(Beginning of MATERIAL PROVIDED)
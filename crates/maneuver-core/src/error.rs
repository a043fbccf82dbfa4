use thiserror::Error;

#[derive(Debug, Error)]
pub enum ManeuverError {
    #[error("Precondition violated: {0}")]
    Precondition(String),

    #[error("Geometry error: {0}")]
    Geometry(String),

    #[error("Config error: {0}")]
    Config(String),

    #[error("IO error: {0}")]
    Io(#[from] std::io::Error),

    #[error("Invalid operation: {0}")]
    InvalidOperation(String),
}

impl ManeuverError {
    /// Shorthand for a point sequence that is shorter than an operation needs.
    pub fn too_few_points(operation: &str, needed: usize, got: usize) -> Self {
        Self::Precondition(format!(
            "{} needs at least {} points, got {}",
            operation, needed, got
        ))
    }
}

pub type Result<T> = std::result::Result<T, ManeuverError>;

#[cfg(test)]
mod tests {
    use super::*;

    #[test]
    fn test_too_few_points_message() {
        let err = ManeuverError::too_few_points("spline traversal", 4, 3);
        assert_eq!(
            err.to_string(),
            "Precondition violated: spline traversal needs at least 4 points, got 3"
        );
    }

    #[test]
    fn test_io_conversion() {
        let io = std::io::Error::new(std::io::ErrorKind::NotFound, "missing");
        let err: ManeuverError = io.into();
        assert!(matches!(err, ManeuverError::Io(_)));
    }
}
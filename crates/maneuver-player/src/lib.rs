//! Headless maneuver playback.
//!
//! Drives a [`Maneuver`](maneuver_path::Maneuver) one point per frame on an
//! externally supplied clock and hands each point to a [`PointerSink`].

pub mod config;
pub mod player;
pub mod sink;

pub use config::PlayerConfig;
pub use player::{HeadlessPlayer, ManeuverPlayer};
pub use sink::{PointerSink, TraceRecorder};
(End of MATERIAL PROVIDED)
(Beginning of MATERIAL PROVIDED)
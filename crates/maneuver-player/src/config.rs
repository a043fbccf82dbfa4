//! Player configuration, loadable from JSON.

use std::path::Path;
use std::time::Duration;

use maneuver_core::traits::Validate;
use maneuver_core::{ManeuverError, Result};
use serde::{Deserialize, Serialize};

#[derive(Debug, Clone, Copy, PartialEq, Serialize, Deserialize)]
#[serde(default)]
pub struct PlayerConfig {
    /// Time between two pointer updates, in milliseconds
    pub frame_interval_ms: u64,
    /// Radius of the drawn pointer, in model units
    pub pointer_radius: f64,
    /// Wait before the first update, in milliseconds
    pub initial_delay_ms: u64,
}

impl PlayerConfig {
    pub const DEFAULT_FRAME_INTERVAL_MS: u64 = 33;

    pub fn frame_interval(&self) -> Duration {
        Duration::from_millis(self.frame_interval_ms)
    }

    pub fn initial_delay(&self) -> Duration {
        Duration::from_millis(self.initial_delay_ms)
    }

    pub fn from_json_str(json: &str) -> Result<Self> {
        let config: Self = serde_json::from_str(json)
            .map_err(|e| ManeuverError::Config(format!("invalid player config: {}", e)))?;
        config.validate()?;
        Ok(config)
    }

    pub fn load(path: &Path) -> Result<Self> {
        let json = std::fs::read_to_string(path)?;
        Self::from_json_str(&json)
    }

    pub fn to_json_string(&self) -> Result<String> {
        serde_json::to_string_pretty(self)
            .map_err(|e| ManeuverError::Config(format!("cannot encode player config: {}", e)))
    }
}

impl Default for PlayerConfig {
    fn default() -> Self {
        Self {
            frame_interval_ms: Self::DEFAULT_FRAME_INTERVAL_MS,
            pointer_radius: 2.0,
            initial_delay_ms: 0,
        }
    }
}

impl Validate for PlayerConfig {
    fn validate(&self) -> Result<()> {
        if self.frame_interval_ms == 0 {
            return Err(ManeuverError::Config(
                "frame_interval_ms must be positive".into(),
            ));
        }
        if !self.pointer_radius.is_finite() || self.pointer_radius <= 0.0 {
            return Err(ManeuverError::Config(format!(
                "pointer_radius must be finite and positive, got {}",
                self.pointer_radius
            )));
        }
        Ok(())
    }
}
(End of MATERIAL PROVIDED)
TASK STATEMENT:
The number of lines in the data holding the string "positive" is the whole answer.

OUTPUT BELOW:
2